▸ **WHAT NEEDS TO BE DONE**: Locate each line with the string "MailboxStats" in the listing below and copy it.

▸ **GIVEN RECORDS**:

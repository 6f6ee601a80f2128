//! Dashboard counters for one mailbox.

use sweep_core::MailboxStats;
use sweep_gmail::{labels, MailRemote};
use sweep_storage::MailStore;

/// Gathers the synced, trash and archived counts concurrently. A counter
/// that cannot be read is logged and reported as zero.
pub async fn mailbox_stats(
    store: &dyn MailStore,
    remote: &dyn MailRemote,
    user_id: &str,
) -> MailboxStats {
    let (synced, trash, archived) = tokio::join!(
        store.count_messages(user_id),
        remote.label_count(labels::TRASH),
        remote.count_archived(),
    );

    MailboxStats {
        synced: synced.unwrap_or_else(|err| {
            tracing::warn!(user = user_id, error = %err, "failed to count synced messages");
            0
        }),
        trash: trash.unwrap_or_else(|err| {
            tracing::warn!(user = user_id, error = %err, "failed to count trash");
            0
        }),
        archived: archived.unwrap_or_else(|err| {
            tracing::warn!(user = user_id, error = %err, "failed to count archived messages");
            0
        }),
    }
}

▸ **YOUR RESPONSE**:
use sweep_core::MailboxStats;
) -> MailboxStats {
    MailboxStats {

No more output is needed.